**Work request**
Of the entries below, return only those lines from the line with "filename src/domain/graph.rs" to the line with "use crate::domain::edge::Dependency;", exactly, both included.

[Provided entries — start]

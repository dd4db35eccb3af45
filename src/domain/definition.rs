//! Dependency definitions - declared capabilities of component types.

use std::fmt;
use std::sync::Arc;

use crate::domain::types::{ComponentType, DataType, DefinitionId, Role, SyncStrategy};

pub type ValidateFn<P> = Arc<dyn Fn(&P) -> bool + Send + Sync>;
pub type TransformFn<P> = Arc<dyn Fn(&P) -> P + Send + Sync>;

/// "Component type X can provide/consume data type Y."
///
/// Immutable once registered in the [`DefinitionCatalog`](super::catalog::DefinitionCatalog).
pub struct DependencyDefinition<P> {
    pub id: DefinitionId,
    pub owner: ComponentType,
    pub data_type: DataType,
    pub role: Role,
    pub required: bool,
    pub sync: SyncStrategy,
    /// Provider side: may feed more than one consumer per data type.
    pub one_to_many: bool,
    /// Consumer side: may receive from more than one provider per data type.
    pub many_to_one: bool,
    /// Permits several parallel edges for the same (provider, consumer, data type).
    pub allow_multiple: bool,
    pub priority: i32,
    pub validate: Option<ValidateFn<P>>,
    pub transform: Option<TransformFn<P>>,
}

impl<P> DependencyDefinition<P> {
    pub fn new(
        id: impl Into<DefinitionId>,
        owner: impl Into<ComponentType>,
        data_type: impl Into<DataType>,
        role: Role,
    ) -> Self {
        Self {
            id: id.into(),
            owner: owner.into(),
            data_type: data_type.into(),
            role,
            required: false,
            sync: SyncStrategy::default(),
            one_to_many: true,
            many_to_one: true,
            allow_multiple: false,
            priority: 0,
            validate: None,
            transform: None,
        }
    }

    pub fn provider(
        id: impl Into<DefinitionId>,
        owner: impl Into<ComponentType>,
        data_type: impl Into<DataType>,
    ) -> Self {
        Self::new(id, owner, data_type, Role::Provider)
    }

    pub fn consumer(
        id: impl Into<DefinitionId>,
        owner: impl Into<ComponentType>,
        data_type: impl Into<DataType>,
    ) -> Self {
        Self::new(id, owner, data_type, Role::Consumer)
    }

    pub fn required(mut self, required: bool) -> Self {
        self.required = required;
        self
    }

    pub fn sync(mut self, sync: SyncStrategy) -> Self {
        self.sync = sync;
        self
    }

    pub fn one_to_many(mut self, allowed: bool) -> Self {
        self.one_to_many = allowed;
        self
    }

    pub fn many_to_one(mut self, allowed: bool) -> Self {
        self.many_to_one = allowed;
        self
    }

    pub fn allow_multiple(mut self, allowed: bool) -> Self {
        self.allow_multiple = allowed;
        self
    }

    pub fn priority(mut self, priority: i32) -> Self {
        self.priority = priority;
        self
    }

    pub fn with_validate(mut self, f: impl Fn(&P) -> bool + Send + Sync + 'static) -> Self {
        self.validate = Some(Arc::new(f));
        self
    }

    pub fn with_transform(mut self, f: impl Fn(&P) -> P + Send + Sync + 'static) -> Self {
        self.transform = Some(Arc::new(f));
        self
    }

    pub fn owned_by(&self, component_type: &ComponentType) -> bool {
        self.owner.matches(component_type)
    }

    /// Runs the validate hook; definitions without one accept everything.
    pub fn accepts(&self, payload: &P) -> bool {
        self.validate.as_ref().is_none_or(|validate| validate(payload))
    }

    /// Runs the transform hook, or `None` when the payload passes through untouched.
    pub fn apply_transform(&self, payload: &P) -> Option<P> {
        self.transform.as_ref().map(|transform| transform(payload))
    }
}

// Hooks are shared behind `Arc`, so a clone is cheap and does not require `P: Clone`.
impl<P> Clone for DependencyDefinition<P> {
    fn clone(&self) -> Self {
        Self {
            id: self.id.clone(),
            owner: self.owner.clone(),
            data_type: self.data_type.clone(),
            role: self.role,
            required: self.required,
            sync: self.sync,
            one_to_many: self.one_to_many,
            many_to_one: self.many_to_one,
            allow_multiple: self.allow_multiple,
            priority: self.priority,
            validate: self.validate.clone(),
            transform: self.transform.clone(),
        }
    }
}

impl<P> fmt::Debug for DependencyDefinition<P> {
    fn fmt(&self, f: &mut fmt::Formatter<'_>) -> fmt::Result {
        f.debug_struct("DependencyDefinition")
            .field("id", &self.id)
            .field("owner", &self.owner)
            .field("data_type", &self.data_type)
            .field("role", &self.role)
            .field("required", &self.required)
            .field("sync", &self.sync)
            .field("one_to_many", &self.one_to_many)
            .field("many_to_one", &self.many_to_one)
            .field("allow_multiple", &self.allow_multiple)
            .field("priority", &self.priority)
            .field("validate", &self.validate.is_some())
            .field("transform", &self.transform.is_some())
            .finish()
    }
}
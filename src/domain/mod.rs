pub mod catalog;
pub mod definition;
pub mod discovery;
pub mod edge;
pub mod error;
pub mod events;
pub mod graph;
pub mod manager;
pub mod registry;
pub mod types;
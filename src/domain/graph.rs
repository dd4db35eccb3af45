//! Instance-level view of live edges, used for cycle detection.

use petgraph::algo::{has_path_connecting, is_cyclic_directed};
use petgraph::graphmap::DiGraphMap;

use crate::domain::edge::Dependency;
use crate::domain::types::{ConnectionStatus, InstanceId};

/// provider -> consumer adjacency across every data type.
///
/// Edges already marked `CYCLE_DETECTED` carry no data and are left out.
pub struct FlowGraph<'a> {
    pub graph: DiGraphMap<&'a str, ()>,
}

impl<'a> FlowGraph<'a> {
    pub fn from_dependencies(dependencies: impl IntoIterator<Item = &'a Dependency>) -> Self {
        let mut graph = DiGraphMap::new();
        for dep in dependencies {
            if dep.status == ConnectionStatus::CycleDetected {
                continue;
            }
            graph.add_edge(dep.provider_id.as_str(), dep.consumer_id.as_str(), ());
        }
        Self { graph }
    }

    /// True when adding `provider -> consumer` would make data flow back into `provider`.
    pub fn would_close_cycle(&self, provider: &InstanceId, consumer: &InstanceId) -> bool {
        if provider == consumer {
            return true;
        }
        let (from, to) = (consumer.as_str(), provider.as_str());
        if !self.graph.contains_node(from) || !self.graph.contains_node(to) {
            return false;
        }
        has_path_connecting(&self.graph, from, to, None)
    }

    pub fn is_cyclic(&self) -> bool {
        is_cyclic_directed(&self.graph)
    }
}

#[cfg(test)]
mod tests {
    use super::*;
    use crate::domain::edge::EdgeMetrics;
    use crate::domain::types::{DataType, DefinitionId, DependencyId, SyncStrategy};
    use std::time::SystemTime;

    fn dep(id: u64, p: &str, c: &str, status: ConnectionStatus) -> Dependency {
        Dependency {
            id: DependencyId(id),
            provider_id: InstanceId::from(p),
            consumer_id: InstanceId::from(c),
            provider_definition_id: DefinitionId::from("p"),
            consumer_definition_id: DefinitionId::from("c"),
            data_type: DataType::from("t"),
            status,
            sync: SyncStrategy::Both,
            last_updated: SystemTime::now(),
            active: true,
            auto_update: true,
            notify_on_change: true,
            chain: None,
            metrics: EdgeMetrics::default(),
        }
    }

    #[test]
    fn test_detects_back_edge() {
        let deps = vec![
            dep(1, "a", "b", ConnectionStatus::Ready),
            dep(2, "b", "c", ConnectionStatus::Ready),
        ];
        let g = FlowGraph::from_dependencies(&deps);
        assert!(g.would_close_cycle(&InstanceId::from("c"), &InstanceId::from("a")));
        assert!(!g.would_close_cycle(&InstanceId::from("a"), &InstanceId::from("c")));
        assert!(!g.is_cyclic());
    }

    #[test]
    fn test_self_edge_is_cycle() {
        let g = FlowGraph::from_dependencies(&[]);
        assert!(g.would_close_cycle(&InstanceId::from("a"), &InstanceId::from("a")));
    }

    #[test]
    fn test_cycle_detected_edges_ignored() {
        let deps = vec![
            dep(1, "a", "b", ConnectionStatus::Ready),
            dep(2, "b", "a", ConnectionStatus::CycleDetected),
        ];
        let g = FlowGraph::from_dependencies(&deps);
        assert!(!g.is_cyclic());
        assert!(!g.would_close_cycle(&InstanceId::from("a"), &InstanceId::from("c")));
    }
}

[Provided entries — finish]

**Worked solution**
filename src/domain/graph.rs
repository dd4db35eccb3af45
//! Instance-level view of live edges, used for cycle detection.

use petgraph::algo::{has_path_connecting, is_cyclic_directed};
use petgraph::graphmap::DiGraphMap;

use crate::domain::edge::Dependency;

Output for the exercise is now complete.